What is in this book: A heaping pile of metaphor, fat stacks of allegory, and dripping puddles of symbolism. This book seeks to take "wisdom that humans have known about for a very long time," (p.9) and to present in the story of a journey that will assist the reader in "uncovering that state of being where peace and joy already exist, throughout time and space" (p.10). The journey involves a boat, a swamp, a mountain, and some talking gnomes.
This book also contains a series of writing exercises. The narrator is given a pen (which "shall be your Wand") and an inkwell (signifying "The Well, which is the silence within") on page 16. The reader is instructed to "take the Wand" or "go to the Well" at various times to answer questions like:
"What is one thing in your life that you can't imagine being grateful for?" (p.35)
"What distractions do I use when I don't wish to feel my feelings.

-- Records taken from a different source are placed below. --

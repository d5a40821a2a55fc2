//! Peer registry: maps hub connections to the participant they identified as
//! and tracks each participant's last known position.
//!
//! The only state shared between connection tasks. Every access goes through
//! one `RwLock`, and no lock is held across a network send.

use std::collections::HashMap;
use std::net::SocketAddr;
use std::sync::Arc;
use std::time::{Duration, Instant};

use earshot_common::{ConnectionId, ParticipantId, Position};
use tokio::sync::{mpsc, RwLock};

/// Outbound frame queue of one connection.
pub type FrameSender = mpsc::Sender<Vec<u8>>;

/// Hub-side record for one live connection.
pub struct PeerEntry {
    pub addr: SocketAddr,
    /// `None` until the connection sends `Identify`.
    pub participant: Option<ParticipantId>,
    pub position: Option<Position>,
    pub connected_at: Instant,
    pub last_pong: Option<Instant>,
    tx: FrameSender,
}

/// Result of [`PeerRegistry::bind`].
#[derive(Debug, Clone, PartialEq, Eq)]
pub enum BindOutcome {
    Bound,
    /// The connection already identified; the first id stays authoritative.
    AlreadyBound(ParticipantId),
    UnknownConnection,
}

/// Thread-safe peer registry.
#[derive(Clone, Default)]
pub struct PeerRegistry {
    peers: Arc<RwLock<HashMap<ConnectionId, PeerEntry>>>,
}

impl PeerRegistry {
    pub fn new() -> Self {
        Self::default()
    }

    /// Track a freshly accepted, still unidentified connection.
    pub async fn register(&self, conn: ConnectionId, addr: SocketAddr, tx: FrameSender) {
        self.peers.write().await.insert(
            conn,
            PeerEntry {
                addr,
                participant: None,
                position: None,
                connected_at: Instant::now(),
                last_pong: None,
                tx,
            },
        );
    }

    /// Bind `participant` to `conn`. Only the first call per connection
    /// takes effect.
    pub async fn bind(&self, conn: ConnectionId, participant: ParticipantId) -> BindOutcome {
        let mut map = self.peers.write().await;
        let Some(entry) = map.get_mut(&conn) else {
            return BindOutcome::UnknownConnection;
        };
        match &entry.participant {
            Some(existing) => BindOutcome::AlreadyBound(existing.clone()),
            None => {
                entry.participant = Some(participant);
                BindOutcome::Bound
            }
        }
    }

    /// Record a new position. Returns the bound participant, or `None` (and
    /// changes nothing) when the connection never identified.
    pub async fn update_position(
        &self,
        conn: ConnectionId,
        position: Position,
    ) -> Option<ParticipantId> {
        let mut map = self.peers.write().await;
        let entry = map.get_mut(&conn)?;
        let participant = entry.participant.clone()?;
        entry.position = Some(position);
        Some(participant)
    }

    /// Note a `Pong`. Returns the bound participant, if any.
    pub async fn record_pong(&self, conn: ConnectionId) -> Option<ParticipantId> {
        let mut map = self.peers.write().await;
        let entry = map.get_mut(&conn)?;
        entry.last_pong = Some(Instant::now());
        entry.participant.clone()
    }

    /// Drop the connection. Returns the id it was bound to so the caller can
    /// announce the departure exactly once.
    pub async fn remove(&self, conn: ConnectionId) -> Option<ParticipantId> {
        self.peers
            .write()
            .await
            .remove(&conn)
            .and_then(|entry| entry.participant)
    }

    /// Identified peers with a known position, sorted by id, leaving out
    /// `excluding`.
    pub async fn snapshot(&self, excluding: Option<&ParticipantId>) -> Vec<(ParticipantId, Position)> {
        let map = self.peers.read().await;
        let mut peers: Vec<_> = map
            .values()
            .filter_map(|entry| match (&entry.participant, entry.position) {
                (Some(participant), Some(position)) if Some(participant) != excluding => {
                    Some((participant.clone(), position))
                }
                _ => None,
            })
            .collect();
        peers.sort_by(|a, b| a.0.cmp(&b.0));
        peers
    }

    /// Queues of every identified connection other than `except`.
    pub async fn identified_senders(&self, except: Option<ConnectionId>) -> Vec<(ConnectionId, FrameSender)> {
        let map = self.peers.read().await;
        map.iter()
            .filter(|(conn, entry)| entry.participant.is_some() && Some(**conn) != except)
            .map(|(conn, entry)| (*conn, entry.tx.clone()))
            .collect()
    }

    /// Queues of every connection, identified or not.
    pub async fn all_senders(&self) -> Vec<(ConnectionId, FrameSender)> {
        let map = self.peers.read().await;
        map.iter()
            .map(|(conn, entry)| (*conn, entry.tx.clone()))
            .collect()
    }

    pub async fn participant(&self, conn: ConnectionId) -> Option<ParticipantId> {
        let map = self.peers.read().await;
        map.get(&conn).and_then(|entry| entry.participant.clone())
    }

    /// Connections that have been silent for longer than `threshold`:
    /// measured from the last `Pong`, or from the connect time if none came.
    pub async fn silent_peers(&self, threshold: Duration) -> Vec<(SocketAddr, Option<ParticipantId>)> {
        let map = self.peers.read().await;
        map.values()
            .filter(|entry| entry.last_pong.unwrap_or(entry.connected_at).elapsed() > threshold)
            .map(|entry| (entry.addr, entry.participant.clone()))
            .collect()
    }

    /// Number of live connections.
    pub async fn count(&self) -> usize {
        self.peers.read().await.len()
    }

    /// Number of connections bound to a participant.
    pub async fn identified_count(&self) -> usize {
        self.peers
            .read()
            .await
            .values()
            .filter(|entry| entry.participant.is_some())
            .count()
    }
}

And what feelings am I hoping not to feel?" (p.106)
"What stories, songs, fairytales, or movies did you resonate with as a young person?" (p.127)
Since these tools have been given to the reader metaphorically, the writing exercises can also be done metaphorically, which saves a lot of time. (However, for those keeping score at home, the correct answers in no particular order are: gout, arson/jealousy, and Hudson Hawk.)

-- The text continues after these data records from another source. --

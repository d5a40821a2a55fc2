use serde::{Deserialize, Serialize};
use std::fmt;

/// A participant's location. Participants on different surfaces never hear
/// each other, whatever their `x`/`y`.
#[derive(Debug, Clone, Copy, PartialEq, Serialize, Deserialize)]
pub struct Position {
    pub x: f64,
    pub y: f64,
    pub surface: i32,
}

impl Position {
    pub fn new(x: f64, y: f64, surface: i32) -> Self {
        Self { x, y, surface }
    }

    /// Squared planar distance, ignoring the surface.
    pub fn distance_squared(&self, other: &Position) -> f64 {
        let dx = other.x - self.x;
        let dy = other.y - self.y;
        dx * dx + dy * dy
    }

    pub fn same_surface(&self, other: &Position) -> bool {
        self.surface == other.surface
    }
}

impl fmt::Display for Position {
    fn fmt(&self, f: &mut fmt::Formatter<'_>) -> fmt::Result {
        write!(f, "({:.2}, {:.2}) on surface {}", self.x, self.y, self.surface)
    }
}

/// Shape of the audio parameter pushed to the voice sink.
#[derive(Debug, Clone, Copy, Default, PartialEq, Eq, Serialize, Deserialize)]
#[serde(rename_all = "lowercase")]
pub enum AudioShape {
    /// One scalar gain per peer.
    #[default]
    Volume,
    /// Independent left/right channel gains per peer.
    Stereo,
}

What is not in this book? Conceit. "The narrator refers to him or herself as "we" because the word "I" solidifies the ego, whereas the word "we" removes us from the egoic bond"(p.181). It is a bold move that could have alienated the reader and ended up sounding like a schizophrenic quoting Faulkner on a bad day, but has been completely vindicated by passages like "We are wearing the captain's hat, and Is-is sits on our shoulder!" (p.176).
Would you recommend this book to Steven Seagal? Yes, he can use a break from the isle of has-been.

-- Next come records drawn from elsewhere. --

//! Relay wire protocol.
//!
//! A frame is one opcode byte followed by the payload. The payload length is
//! implied by the WebSocket message boundary. Numbers are little-endian,
//! floats are IEEE-754, participant ids are 18 bytes padded with `0x00`
//! except in `Disconnect`, which carries the unpadded id as the rest of the
//! frame.

use earshot_common::{ParticipantId, Position, ProtocolError, PARTICIPANT_ID_WIDTH};

/// `x: f64, y: f64, surface: i32`.
pub const POSITION_LEN: usize = 8 + 8 + 4;

/// One `InitPlayers` record: id followed by position.
pub const PEER_RECORD_LEN: usize = PARTICIPANT_ID_WIDTH + POSITION_LEN;

// ---------------------------------------------------------------------------
// Raw frames
// ---------------------------------------------------------------------------

/// Prefix `payload` with `opcode`.
pub fn encode_frame(opcode: u8, payload: &[u8]) -> Vec<u8> {
    let mut frame = Vec::with_capacity(1 + payload.len());
    frame.push(opcode);
    frame.extend_from_slice(payload);
    frame
}

/// Split a frame into opcode and payload.
pub fn decode_frame(frame: &[u8]) -> Result<(u8, &[u8]), ProtocolError> {
    match frame.split_first() {
        Some((&opcode, payload)) => Ok((opcode, payload)),
        None => Err(ProtocolError::EmptyFrame),
    }
}

// ---------------------------------------------------------------------------
// Opcodes
// ---------------------------------------------------------------------------

/// Opcodes a session sends to the hub.
#[derive(Debug, Clone, Copy, PartialEq, Eq)]
#[repr(u8)]
pub enum ClientOpcode {
    Identify = 0,
    Update = 1,
    Pong = 2,
}

impl TryFrom<u8> for ClientOpcode {
    type Error = ProtocolError;

    fn try_from(value: u8) -> Result<Self, Self::Error> {
        match value {
            0 => Ok(Self::Identify),
            1 => Ok(Self::Update),
            2 => Ok(Self::Pong),
            other => Err(ProtocolError::UnknownOpcode(other)),
        }
    }
}

/// Opcodes the hub sends to a session.
#[derive(Debug, Clone, Copy, PartialEq, Eq)]
#[repr(u8)]
pub enum HubOpcode {
    Ping = 200,
    InitPlayers = 201,
    Position = 202,
    Disconnect = 203,
}

impl TryFrom<u8> for HubOpcode {
    type Error = ProtocolError;

    fn try_from(value: u8) -> Result<Self, Self::Error> {
        match value {
            200 => Ok(Self::Ping),
            201 => Ok(Self::InitPlayers),
            202 => Ok(Self::Position),
            203 => Ok(Self::Disconnect),
            other => Err(ProtocolError::UnknownOpcode(other)),
        }
    }
}

// ---------------------------------------------------------------------------
// Messages
// ---------------------------------------------------------------------------

/// Session → hub.
#[derive(Debug, Clone, PartialEq)]
pub enum ClientMessage {
    Identify(ParticipantId),
    Update(Position),
    Pong,
}

impl ClientMessage {
    pub fn opcode(&self) -> ClientOpcode {
        match self {
            Self::Identify(_) => ClientOpcode::Identify,
            Self::Update(_) => ClientOpcode::Update,
            Self::Pong => ClientOpcode::Pong,
        }
    }

    pub fn encode(&self) -> Vec<u8> {
        let opcode = self.opcode() as u8;
        match self {
            Self::Identify(id) => encode_frame(opcode, &id.to_fixed_width()),
            Self::Update(position) => {
                let mut frame = Vec::with_capacity(1 + POSITION_LEN);
                frame.push(opcode);
                put_position(&mut frame, position);
                frame
            }
            Self::Pong => vec![opcode],
        }
    }

    pub fn decode(frame: &[u8]) -> Result<Self, ProtocolError> {
        let (raw, payload) = decode_frame(frame)?;
        match ClientOpcode::try_from(raw)? {
            ClientOpcode::Identify => {
                expect_len(raw, payload, PARTICIPANT_ID_WIDTH)?;
                Ok(Self::Identify(ParticipantId::from_wire(payload)?))
            }
            ClientOpcode::Update => {
                expect_len(raw, payload, POSITION_LEN)?;
                Ok(Self::Update(read_position(payload)))
            }
            ClientOpcode::Pong => {
                expect_len(raw, payload, 0)?;
                Ok(Self::Pong)
            }
        }
    }
}

/// Hub → session.
#[derive(Debug, Clone, PartialEq)]
pub enum HubMessage {
    Ping,
    /// Every other identified peer with a known position.
    InitPlayers(Vec<(ParticipantId, Position)>),
    Position {
        participant: ParticipantId,
        position: Position,
    },
    Disconnect(ParticipantId),
}

impl HubMessage {
    pub fn opcode(&self) -> HubOpcode {
        match self {
            Self::Ping => HubOpcode::Ping,
            Self::InitPlayers(_) => HubOpcode::InitPlayers,
            Self::Position { .. } => HubOpcode::Position,
            Self::Disconnect(_) => HubOpcode::Disconnect,
        }
    }

    pub fn encode(&self) -> Vec<u8> {
        let opcode = self.opcode() as u8;
        match self {
            Self::Ping => vec![opcode],
            Self::InitPlayers(peers) => {
                let mut frame = Vec::with_capacity(1 + peers.len() * PEER_RECORD_LEN);
                frame.push(opcode);
                for (participant, position) in peers {
                    frame.extend_from_slice(&participant.to_fixed_width());
                    put_position(&mut frame, position);
                }
                frame
            }
            Self::Position {
                participant,
                position,
            } => {
                let mut frame = Vec::with_capacity(1 + POSITION_LEN + PARTICIPANT_ID_WIDTH);
                frame.push(opcode);
                put_position(&mut frame, position);
                frame.extend_from_slice(&participant.to_fixed_width());
                frame
            }
            Self::Disconnect(participant) => {
                encode_frame(opcode, participant.as_str().as_bytes())
            }
        }
    }

    pub fn decode(frame: &[u8]) -> Result<Self, ProtocolError> {
        let (raw, payload) = decode_frame(frame)?;
        match HubOpcode::try_from(raw)? {
            HubOpcode::Ping => {
                expect_len(raw, payload, 0)?;
                Ok(Self::Ping)
            }
            HubOpcode::InitPlayers => {
                if payload.len() % PEER_RECORD_LEN != 0 {
                    return Err(ProtocolError::RaggedRecords {
                        opcode: raw,
                        record: PEER_RECORD_LEN,
                        actual: payload.len(),
                    });
                }
                let peers = payload
                    .chunks_exact(PEER_RECORD_LEN)
                    .map(|record| {
                        let (id, position) = record.split_at(PARTICIPANT_ID_WIDTH);
                        Ok((ParticipantId::from_wire(id)?, read_position(position)))
                    })
                    .collect::<Result<Vec<_>, ProtocolError>>()?;
                Ok(Self::InitPlayers(peers))
            }
            HubOpcode::Position => {
                expect_len(raw, payload, POSITION_LEN + PARTICIPANT_ID_WIDTH)?;
                let (position, id) = payload.split_at(POSITION_LEN);
                Ok(Self::Position {
                    participant: ParticipantId::from_wire(id)?,
                    position: read_position(position),
                })
            }
            HubOpcode::Disconnect => Ok(Self::Disconnect(ParticipantId::from_wire(payload)?)),
        }
    }
}

// ---------------------------------------------------------------------------
// Field helpers
// ---------------------------------------------------------------------------

fn expect_len(opcode: u8, payload: &[u8], expected: usize) -> Result<(), ProtocolError> {
    if payload.len() != expected {
        return Err(ProtocolError::PayloadLength {
            opcode,
            expected,
            actual: payload.len(),
        });
    }
    Ok(())
}

fn put_position(buf: &mut Vec<u8>, position: &Position) {
    buf.extend_from_slice(&position.x.to_le_bytes());
    buf.extend_from_slice(&position.y.to_le_bytes());
    buf.extend_from_slice(&position.surface.to_le_bytes());
}

/// `bytes` must be exactly [`POSITION_LEN`] long; callers check this first.
fn read_position(bytes: &[u8]) -> Position {
    let mut x = [0u8; 8];
    let mut y = [0u8; 8];
    let mut surface = [0u8; 4];
    x.copy_from_slice(&bytes[0..8]);
    y.copy_from_slice(&bytes[8..16]);
    surface.copy_from_slice(&bytes[16..20]);
    Position {
        x: f64::from_le_bytes(x),
        y: f64::from_le_bytes(y),
        surface: i32::from_le_bytes(surface),
    }
}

Would you recommend this book to Pathmark customers? No. They already know that to "Go fresh, go local," they should search the aisles, not the isles.
What was interesting about this book? The book comes with an audio version on CD, which is perfect for people who want to awaken themselves so that they can live in a place where they no longer value their material possessions and the crude distractions of popular entertainment.